Ray Maddox
It started with the look.
No glares.
No teasing.
Just… nothing.
Sky Valen walked into class in her usual crisp blazer, heels clicking, eyes forward. Her seat—next to me—remained empty. She walked past it without hesitation and sat three rows ahead.
I stared at the back of her head like it owed me answers.
Okay. Fine.
She's in a mood.
I waited.
But it wasn't just class.
The lunch table? Empty.
The library? She left the second I entered.
Texts? Delivered. Unread.
Calls? Straight to voicemail.
It's not like we ever defined anything. We were fire and bad decisions. But even fire needs oxygen.
And she was suffocating me with silence.
I caught her once—in the hallway near the lockers. Alone. I said her name.
She turned.
Paused.
And then kept walking.
Like I didn't exist.
The worst part?
She looked perfectly fine doing it.
Not mad. Not sad. Just distant.
Like we'd never stayed up until sunrise.
Like she hadn't once begged me not to stop.
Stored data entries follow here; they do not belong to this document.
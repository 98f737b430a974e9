/*!
 * Event stream serializer.
 *
 * Writes events back to markup through a `quick_xml::Writer`. Output is
 * deterministic: attributes always use double quotes, whitespace characters
 * inside attribute values become character references, and a start tag
 * marked self-closing is written as `<name/>` when its end event follows
 * directly.
 */

use std::borrow::Cow;

use quick_xml::Writer;
use quick_xml::events::attributes::Attribute;
use quick_xml::events::{BytesCData, BytesDecl, BytesEnd, BytesStart, BytesText, Event as XmlEvent};

use crate::errors::{PipelineError, PipelineResult};
use crate::xml::event::{DocType, Event, EventKind, QName, StartElement};
use crate::xml::namespaces::{NamespaceRegistry, XML_URI, XMLNS_URI};

/// Serialize a complete event sequence
pub fn serialize(events: &[Event], registry: &NamespaceRegistry) -> PipelineResult<String> {
    let mut serializer = Serializer::new(registry);
    for event in events {
        serializer.write(event)?;
    }
    serializer.finish()
}

/// Encoding named by the XML declaration, if the stream starts with one
pub fn declared_encoding(events: &[Event]) -> Option<&str> {
    events.iter().find_map(|event| match &event.kind {
        EventKind::XmlDecl { encoding, .. } => encoding.as_deref(),
        _ => None,
    })
}

// (prefix, uri); a `None` prefix is the default namespace
type Scope = Vec<(Option<String>, String)>;

/// Incremental serializer, one event at a time
pub struct Serializer<'r> {
    registry: &'r NamespaceRegistry,
    scopes: Vec<Scope>,
    // self-closing start tag held back until the next event shows whether it is empty
    pending: Option<(BytesStart<'static>, usize)>,
    writer: Writer<Vec<u8>>,
}

impl<'r> Serializer<'r> {
    pub fn new(registry: &'r NamespaceRegistry) -> Self {
        Self {
            registry,
            scopes: Vec::new(),
            pending: None,
            writer: Writer::new(Vec::new()),
        }
    }

    pub fn write(&mut self, event: &Event) -> PipelineResult<()> {
        let line = event.line;
        if let EventKind::EndElement(name) = &event.kind {
            match self.pending.take() {
                Some((start, _)) => self.emit(XmlEvent::Empty(start), line)?,
                None => {
                    let name = self.element_name(name);
                    self.emit(XmlEvent::End(BytesEnd::new(name)), line)?;
                }
            }
            self.scopes.pop();
            return Ok(());
        }

        self.flush_pending()?;
        match &event.kind {
            EventKind::XmlDecl {
                version,
                encoding,
                standalone,
            } => self.emit(
                XmlEvent::Decl(BytesDecl::new(
                    version,
                    encoding.as_deref(),
                    standalone.as_deref(),
                )),
                line,
            ),
            EventKind::DocType(doctype) => self.emit(
                XmlEvent::DocType(BytesText::from_escaped(doctype_content(doctype))),
                line,
            ),
            EventKind::StartElement(start) => self.write_start(start, line),
            EventKind::Text(value) => {
                self.emit(XmlEvent::Text(BytesText::from_escaped(escape_text(value))), line)
            }
            EventKind::Comment(value) => {
                self.emit(XmlEvent::Comment(BytesText::from_escaped(value.as_str())), line)
            }
            EventKind::ProcessingInstruction(value) => {
                self.emit(XmlEvent::PI(BytesText::from_escaped(value.as_str())), line)
            }
            EventKind::CData(value) => {
                self.emit(XmlEvent::CData(BytesCData::new(value.as_str())), line)
            }
            EventKind::EndElement(_) => Ok(()),
        }
    }

    pub fn finish(mut self) -> PipelineResult<String> {
        self.flush_pending()?;
        String::from_utf8(self.writer.into_inner()).map_err(|err| PipelineError::MalformedXml {
            line: 0,
            message: err.to_string(),
        })
    }

    fn emit(&mut self, event: XmlEvent<'_>, line: usize) -> PipelineResult<()> {
        self.writer
            .write_event(event)
            .map_err(|err| PipelineError::MalformedXml {
                line,
                message: err.to_string(),
            })
    }

    fn flush_pending(&mut self) -> PipelineResult<()> {
        match self.pending.take() {
            Some((start, line)) => self.emit(XmlEvent::Start(start), line),
            None => Ok(()),
        }
    }

    fn write_start(&mut self, start: &StartElement, line: usize) -> PipelineResult<()> {
        let declarations: Scope = start
            .attributes
            .iter()
            .filter_map(|(name, value)| match name.uri() {
                None if name.name == "xmlns" => Some((None, value.clone())),
                Some(XMLNS_URI) => Some((Some(name.name.clone()), value.clone())),
                _ => None,
            })
            .collect();
        self.scopes.push(declarations);

        let mut tag = BytesStart::new(self.element_name(&start.name));
        for (name, value) in &start.attributes {
            let name = self.attribute_name(name);
            tag.push_attribute(Attribute {
                key: quick_xml::name::QName(name.as_bytes()),
                value: Cow::Owned(escape_attribute(value).into_bytes()),
            });
        }

        if start.self_closing {
            self.pending = Some((tag, line));
            Ok(())
        } else {
            self.emit(XmlEvent::Start(tag), line)
        }
    }

    fn element_name(&self, name: &QName) -> String {
        let Some(uri) = name.uri() else {
            return name.name.clone();
        };
        for scope in self.scopes.iter().rev() {
            if let Some((prefix, _)) = scope.iter().find(|(_, bound)| bound == uri) {
                return qualified(prefix.as_deref(), &name.name);
            }
        }
        qualified(self.registry.prefix_for(uri), &name.name)
    }

    fn attribute_name(&self, name: &QName) -> String {
        match name.uri() {
            None => name.name.clone(),
            Some(XMLNS_URI) => qualified(Some("xmlns"), &name.name),
            Some(XML_URI) => qualified(Some("xml"), &name.name),
            Some(uri) => {
                for scope in self.scopes.iter().rev() {
                    let bound = scope
                        .iter()
                        .find(|(prefix, bound)| prefix.is_some() && bound == uri);
                    if let Some((prefix, _)) = bound {
                        return qualified(prefix.as_deref(), &name.name);
                    }
                }
                qualified(self.registry.prefix_for(uri), &name.name)
            }
        }
    }
}

fn qualified(prefix: Option<&str>, name: &str) -> String {
    match prefix {
        Some(prefix) => format!("{}:{}", prefix, name),
        None => name.to_string(),
    }
}

fn doctype_content(doctype: &DocType) -> String {
    let mut content = doctype.name.clone();
    match (&doctype.public_id, &doctype.system_id) {
        (Some(public_id), Some(system_id)) => {
            content.push_str(&format!(" PUBLIC \"{}\" \"{}\"", public_id, system_id));
        }
        (Some(public_id), None) => content.push_str(&format!(" PUBLIC \"{}\"", public_id)),
        (None, Some(system_id)) => content.push_str(&format!(" SYSTEM \"{}\"", system_id)),
        (None, None) => {}
    }
    if let Some(subset) = &doctype.internal_subset {
        content.push_str(&format!(" [{}]", subset));
    }
    content
}

/// Escape character data; `>` is only escaped where it would close a CDATA marker
pub fn escape_text(value: &str) -> String {
    let mut output = String::with_capacity(value.len());
    let mut previous = ['\0', '\0'];
    for c in value.chars() {
        match c {
            '&' => output.push_str("&amp;"),
            '<' => output.push_str("&lt;"),
            '>' if previous == [']', ']'] => output.push_str("&gt;"),
            _ => output.push(c),
        }
        previous = [previous[1], c];
    }
    output
}

pub fn escape_attribute(value: &str) -> String {
    let mut output = String::with_capacity(value.len());
    for c in value.chars() {
        match c {
            '&' => output.push_str("&amp;"),
            '<' => output.push_str("&lt;"),
            '"' => output.push_str("&quot;"),
            '\t' => output.push_str("&#9;"),
            '\n' => output.push_str("&#10;"),
            '\r' => output.push_str("&#13;"),
            _ => output.push(c),
        }
    }
    output
}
Like I hadn't left marks on her that I swore would fade, but secretly hoped never would.
By Thursday, I cracked.
I cornered her near the law library.
She froze the second she saw me.
"Sky," I said.
She didn't look up. "I'm busy."
"Bullshit."
She lifted her eyes then. But they weren't hers. They were the cold, lawyer-trained, Valen eyes. All sharp edges and nothing behind them.
"You should stop."
I laughed. Bitter. "That's what this is? You ghost me for a week and that's all I get?"
Her lips twitched. Just barely. "You got more than you should've."
"Sky, come on."
Her voice dropped. "I'm not doing this with you, Ray."
That hurt. Not in the chest. In the bone.
"Did he find out?"
She didn't flinch. That silence was all the answer I needed.
"Jesus." I ran a hand down my face. "He threatened you, didn't he?"
Sky turned away. "It doesn't matter."
"It matters to me."
She whispered, barely audible—"It can't. Not anymore."
I didn't touch her.
Didn't yell.
Didn't beg.
But when she walked away—
I didn't stop her.
Because her hands were clenched like she was holding herself together.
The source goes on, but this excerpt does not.